Vicky Reich, Stanford University Libraries
David S. H. Rosenthal, Sun Microsystems Laboratories
LOCKSS (Lots Of Copies Keep Stuff Safe) is a prototype of a system to preserve access to scientific journals published on the Web.
Problem
In most respects the Web is a far more effective medium for scientific, technical and medical (STM) communication than paper. Techniques such as datasets in spreadsheets behind graphs, dynamic lists of citing papers, e-mail notification of citing papers are commonplace. These, plus basic hyperlinks and full text searching, make Web journals easier to access and more useful than paper journals. Material frequently appears earlier online than on paper. Many journals publish material, including peer-reviewed articles, only online. The paper journal no longer serves as the archive of science.
Librarians have confidence in their ability to provide readers with access to material published on paper, even if it is centuries old. Preservation is a by-product of the need to distribute copies to provide access. Paper journal subscriptions provide libraries with an archival copy of the content. Librarians are skeptical about their ability to provide long-term access to materials published on the Web. Subscribing to a Web journal rents access to the publisher’s copy. The publisher may promise "perpetual access", but there is no business model to support the promise. This poses a problem for librarians, who wish to provide both current and future readers with access to published literature.
Librarians want and need to provide their readers with long-term access to selected content. Doing so involves solving three problems:
- The bits themselves must be preserved. All digital storage media have a limited lifetime; the bits need to migrate from one medium to another over time. In practice it is difficult to fund a bulk copying effort when a medium starts decaying. Only the most valuable bits are preserved at each transition.
- Access to the bits must be preserved. Unless links to pages continue to resolve, the material will effectively be lost because it’s likely few will have the patience, knowledge, or resources to retrieve it.
- The ability to translate the bits, once accessed, into human-readable form must be preserved.
There can be no single solution to these problems.
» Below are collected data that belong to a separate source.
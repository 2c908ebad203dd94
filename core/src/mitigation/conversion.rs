//! Resistance to damage-reduction conversion
//!
//! Every model is monotonic non-decreasing and bounded in `[0, 100)`.
//! Coefficients come from settings; the engine never hardcodes a game table.

use std::fmt;
use std::sync::Arc;

use bulwark_types::ConversionConfig;

use super::ConversionError;

/// Largest percentage any built-in model reports
const MAX_PERCENT: f64 = 99.999_999_999;

/// Pure mapping from total resistance to a damage-reduction percentage
pub trait ResistanceConversion: Send + Sync {
    fn convert(&self, resistance: f64) -> f64;
}

impl<F> ResistanceConversion for F
where
    F: Fn(f64) -> f64 + Send + Sync,
{
    fn convert(&self, resistance: f64) -> f64 {
        self(resistance)
    }
}

/// `min(cap, r / ratio)`
#[derive(Debug, Clone, Copy, PartialEq)]
pub struct LinearConversion {
    resistance_per_percent: f64,
    cap_percent: f64,
}

impl LinearConversion {
    pub fn new(resistance_per_percent: f64, cap_percent: f64) -> Result<Self, ConversionError> {
        if resistance_per_percent.is_nan() || resistance_per_percent <= 0.0 {
            return Err(ConversionError::NonPositiveRatio(resistance_per_percent));
        }
        if cap_percent.is_nan() || cap_percent <= 0.0 || cap_percent >= 100.0 {
            return Err(ConversionError::CapOutOfRange(cap_percent));
        }
        Ok(Self {
            resistance_per_percent,
            cap_percent,
        })
    }
}

impl Default for LinearConversion {
    fn default() -> Self {
        Self {
            resistance_per_percent: 660.0,
            cap_percent: 50.0,
        }
    }
}

impl ResistanceConversion for LinearConversion {
    fn convert(&self, resistance: f64) -> f64 {
        if resistance.is_nan() || resistance <= 0.0 {
            return 0.0;
        }
        (resistance / self.resistance_per_percent).min(self.cap_percent)
    }
}

/// `100 * r / (r + k)`: 50% at `k`, approaches but never reaches 100
#[derive(Debug, Clone, Copy, PartialEq)]
pub struct DiminishingConversion {
    half_reduction_at: f64,
}

impl DiminishingConversion {
    pub fn new(half_reduction_at: f64) -> Result<Self, ConversionError> {
        if half_reduction_at.is_nan() || half_reduction_at <= 0.0 {
            return Err(ConversionError::NonPositiveHalfPoint(half_reduction_at));
        }
        Ok(Self { half_reduction_at })
    }
}

impl ResistanceConversion for DiminishingConversion {
    fn convert(&self, resistance: f64) -> f64 {
        if resistance.is_nan() || resistance <= 0.0 {
            return 0.0;
        }
        if resistance.is_infinite() {
            return MAX_PERCENT;
        }
        // Rounding lands on exactly 100 for huge inputs
        (100.0 * resistance / (resistance + self.half_reduction_at)).min(MAX_PERCENT)
    }
}

/// Shared handle to an injected conversion
#[derive(Clone)]
pub struct Conversion(Arc<dyn ResistanceConversion>);

impl Conversion {
    pub fn new(conversion: impl ResistanceConversion + 'static) -> Self {
        Self(Arc::new(conversion))
    }

    pub fn from_config(config: &ConversionConfig) -> Result<Self, ConversionError> {
        Ok(match *config {
            ConversionConfig::Linear {
                resistance_per_percent,
                cap_percent,
            } => Self::new(LinearConversion::new(resistance_per_percent, cap_percent)?),
            ConversionConfig::Diminishing { half_reduction_at } => {
                Self::new(DiminishingConversion::new(half_reduction_at)?)
            }
        })
    }

    pub fn convert(&self, resistance: f64) -> f64 {
        self.0.convert(resistance)
    }
}

impl Default for Conversion {
    fn default() -> Self {
        Self::new(LinearConversion::default())
    }
}

impl fmt::Debug for Conversion {
    fn fmt(&self, f: &mut fmt::Formatter<'_>) -> fmt::Result {
        f.write_str("Conversion(..)")
    }
}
A single solution by itself would be perceived as vulnerable. By proposing LOCKSS we are not arguing that other solutions should not be developed and deployed. Diversity is essential to successful preservation.
Requirements
Librarians’ techniques for preserving access to published paper materials have been honed since 415 AD, when much of the world’s then-current literature was lost in the Library of Alexandria fire. These techniques include: acquire lots of copies; distribute them around the world so it is easy to find some of the copies but hard to find all of the copies; lend or replicate your copies when other libraries need access.
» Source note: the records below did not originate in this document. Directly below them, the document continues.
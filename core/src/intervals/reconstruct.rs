//! Interval reconstruction
//!
//! Each (target, ability) pair is scanned in timestamp order with a single
//! "open start" cursor:
//!
//! - `apply` with nothing open opens a window and counts one application
//! - `apply` while a window is open is ignored (no refresh, no restart)
//! - `remove` closes the open window; an orphan `remove` is ignored
//! - a window still open after the scan closes at the fight end
//!
//! Stacks are not modeled: `apply_stack` acts as `apply`, `remove_stack`
//! never closes anything.

use bulwark_types::CombatEvent;
use hashbrown::HashMap;

use super::ActivationLookup;

/// Identifies one reconstructed effect stream
#[derive(Debug, Clone, Copy, PartialEq, Eq, Hash, PartialOrd, Ord)]
pub struct IntervalKey {
    pub target_id: i64,
    pub ability_id: i64,
}

impl IntervalKey {
    pub fn new(target_id: i64, ability_id: i64) -> Self {
        Self {
            target_id,
            ability_id,
        }
    }

    fn of(event: &CombatEvent) -> Self {
        Self::new(event.target_id, event.ability_id)
    }
}

/// A closed window `[start, end]` during which an ability was active on a target
#[derive(Debug, Clone, Copy, PartialEq, Eq)]
pub struct Interval {
    pub ability_id: i64,
    pub target_id: i64,
    /// Source of the apply that opened this window
    pub source_id: i64,
    pub start: i64,
    pub end: i64,
}

impl Interval {
    pub fn duration_ms(&self) -> i64 {
        self.end - self.start
    }

    pub fn contains(&self, timestamp: i64) -> bool {
        self.start <= timestamp && timestamp <= self.end
    }

    /// Portion of this interval inside `[start, end]`, if any
    pub fn clipped(&self, start: i64, end: i64) -> Option<Interval> {
        let clipped_start = self.start.max(start);
        let clipped_end = self.end.min(end);
        (clipped_start <= clipped_end).then_some(Interval {
            start: clipped_start,
            end: clipped_end,
            ..*self
        })
    }
}

/// Reconstruction output for one (target, ability) pair
#[derive(Debug, Clone, Default, PartialEq, Eq)]
pub struct IntervalGroup {
    /// Time-ordered, non-overlapping
    pub intervals: Vec<Interval>,
    /// Number of applies that opened a window
    pub applications: u32,
}

impl IntervalGroup {
    pub fn total_duration_ms(&self) -> i64 {
        self.intervals.iter().map(Interval::duration_ms).sum()
    }
}

/// All reconstructed intervals for one event stream.
///
/// Pairs that never produced a window (no events, or only orphan removes)
/// have no entry.
#[derive(Debug, Clone, Default, PartialEq, Eq)]
pub struct IntervalSet {
    groups: HashMap<IntervalKey, IntervalGroup>,
    fight_end: i64,
}

impl IntervalSet {
    pub fn fight_end(&self) -> i64 {
        self.fight_end
    }

    pub fn get(&self, key: &IntervalKey) -> Option<&IntervalGroup> {
        self.groups.get(key)
    }

    pub fn applications(&self, key: &IntervalKey) -> u32 {
        self.groups.get(key).map(|g| g.applications).unwrap_or(0)
    }

    pub fn iter(&self) -> impl Iterator<Item = (&IntervalKey, &IntervalGroup)> {
        self.groups.iter()
    }

    /// Keys in ascending (target, ability) order
    pub fn sorted_keys(&self) -> Vec<IntervalKey> {
        let mut keys: Vec<_> = self.groups.keys().copied().collect();
        keys.sort_unstable();
        keys
    }

    pub fn len(&self) -> usize {
        self.groups.len()
    }

    pub fn is_empty(&self) -> bool {
        self.groups.is_empty()
    }

    pub fn interval_count(&self) -> usize {
        self.groups.values().map(|g| g.intervals.len()).sum()
    }

    pub fn lookup(&self) -> ActivationLookup<'_> {
        ActivationLookup::new(self)
    }
}

/// Reconstruct active windows for every (target, ability) pair in `events`.
///
/// Events may arrive in any order. Pure: the same input always yields the
/// same set.
pub fn reconstruct_intervals(events: &[CombatEvent], fight_end: i64) -> IntervalSet {
    let mut streams: HashMap<IntervalKey, Vec<&CombatEvent>> = HashMap::new();
    for event in events {
        streams.entry(IntervalKey::of(event)).or_default().push(event);
    }

    let mut groups = HashMap::with_capacity(streams.len());
    for (key, mut stream) in streams {
        // Stable: equal timestamps keep log order
        stream.sort_by_key(|e| e.timestamp);

        let group = scan_stream(key, &stream, fight_end);
        if !group.intervals.is_empty() {
            groups.insert(key, group);
        }
    }

    let set = IntervalSet { groups, fight_end };
    tracing::debug!(
        events = events.len(),
        groups = set.len(),
        intervals = set.interval_count(),
        "Reconstructed effect intervals"
    );
    set
}

fn scan_stream(key: IntervalKey, stream: &[&CombatEvent], fight_end: i64) -> IntervalGroup {
    let mut group = IntervalGroup::default();
    // (start, source_id) of the currently open window
    let mut open: Option<(i64, i64)> = None;

    for event in stream {
        if event.kind.opens() {
            if open.is_some() {
                tracing::trace!(?key, timestamp = event.timestamp, "Ignoring reapply while active");
                continue;
            }
            if event.timestamp > fight_end {
                tracing::trace!(?key, timestamp = event.timestamp, "Ignoring apply after fight end");
                continue;
            }
            open = Some((event.timestamp, event.source_id));
            group.applications += 1;
        } else if event.kind.closes() {
            match open.take() {
                Some((start, source_id)) => {
                    push_interval(&mut group, key, source_id, start, event.timestamp.min(fight_end));
                }
                None => {
                    tracing::trace!(?key, timestamp = event.timestamp, "Ignoring orphan remove");
                }
            }
        }
    }

    if let Some((start, source_id)) = open {
        push_interval(&mut group, key, source_id, start, fight_end);
    }

    group
}

fn push_interval(group: &mut IntervalGroup, key: IntervalKey, source_id: i64, start: i64, end: i64) {
    group.intervals.push(Interval {
        ability_id: key.ability_id,
        target_id: key.target_id,
        source_id,
        start,
        end,
    });
}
In this context, we make a distinction between preserving archives (not LOCKSS) and preserving general circulating collections (LOCKSS). Archives house unique materials that are expensive and/or impossible to replicate widely. Access is restricted to protect the artifacts and to ensure preservation. Circulating library collections provide access, and explicit risks are taken with each artifact to achieve this goal. Copies are loaned to readers on a promise that they will eventually be returned.
Libraries’ circulating collections are a model fault-tolerant distributed system. As a whole, the system is highly replicated and far more reliable than any individual component. There is no single point of failure, no central control to be subverted. There is a low degree of policy coherence between the replicas, and thus low systemic risk. The desired behavior of the system as a whole emerges as the participants take actions in their own local interests and cooperate in ad-hoc, informal ways. Librarians are more likely to have confidence in an electronic system if it works in a familiar way.
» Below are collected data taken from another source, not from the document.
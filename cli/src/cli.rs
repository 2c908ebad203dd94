use std::path::PathBuf;

use bulwark_types::AppConfig;
use clap::{Parser, Subcommand};

use crate::commands;
use crate::error::CliError;

#[derive(Parser, Debug)]
#[command(name = "bulwark", version, about = "Mitigation and status-effect uptime analysis")]
pub struct Cli {
    #[command(subcommand)]
    pub command: Option<Commands>,
}

#[derive(Subcommand, Debug, PartialEq)]
pub enum Commands {
    /// Mitigation summaries and status-effect uptimes for one fight
    Analyze {
        #[arg(short, long)]
        fight: PathBuf,
        /// Catalog TOML overriding the configured one
        #[arg(short, long)]
        catalog: Option<String>,
        #[arg(long)]
        json: bool,
    },
    /// Tracked status-effect uptimes on one target
    Uptime {
        #[arg(short, long)]
        fight: PathBuf,
        #[arg(short, long, allow_negative_numbers = true)]
        target: i64,
        #[arg(long)]
        json: bool,
    },
    /// Analyze every fight JSON in a directory
    Batch {
        #[arg(short, long)]
        dir: PathBuf,
    },
    /// Show current settings
    Config,
    Exit,
}

/// Run a parsed command. Returns true when the session should end.
pub fn dispatch(command: &Commands, config: &AppConfig) -> Result<bool, CliError> {
    match command {
        Commands::Analyze {
            fight,
            catalog,
            json,
        } => commands::analyze(fight, catalog.as_deref(), *json, config)?,
        Commands::Uptime {
            fight,
            target,
            json,
        } => commands::uptime(fight, *target, *json, config)?,
        Commands::Batch { dir } => commands::batch(dir, config)?,
        Commands::Config => commands::show_settings(config)?,
        Commands::Exit => {
            commands::exit();
            return Ok(true);
        }
    }
    Ok(false)
}

/// Parse and run one REPL line
pub fn respond(line: &str, config: &AppConfig) -> Result<bool, String> {
    let mut args = shlex::split(line).ok_or("error: Invalid quoting")?;
    args.insert(0, "bulwark".to_string());
    let cli = Cli::try_parse_from(args).map_err(|e| e.to_string())?;

    match &cli.command {
        Some(command) => dispatch(command, config).map_err(|e| format_error(&e)),
        None => Ok(false),
    }
}

/// Error message with its `source` chain, one cause per line
pub fn format_error(err: &dyn std::error::Error) -> String {
    let mut message = format!("error: {err}\n");
    let mut source = err.source();
    while let Some(cause) = source {
        message.push_str(&format!("  caused by: {cause}\n"));
        source = cause.source();
    }
    message
}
The fundamental requirement for LOCKSS is to model the paper system for web published materials. If libraries can take physical custody of purchased journals, in a form that preserves reader access, they can assume responsibility for future use. If a library takes custody of a copy of a Web journal, the copy can behave as a Web cache and provide access whether or not it is available from the original publisher. If many libraries do this, the caches can communicate with each other to increase the reliability and availability of the service, as inter-library loan increases the reliability and availability of access to information on paper.
Another perspective on LOCKSS is that it provides librarians with journal access insurance. The reasons journals might become inaccessible include: Subscription cancellations; changes in publisher access policies (a not-for-profit journal is acquired by a for-profit publisher); publisher ceases publication; and incompetent management of a publisher’s web service.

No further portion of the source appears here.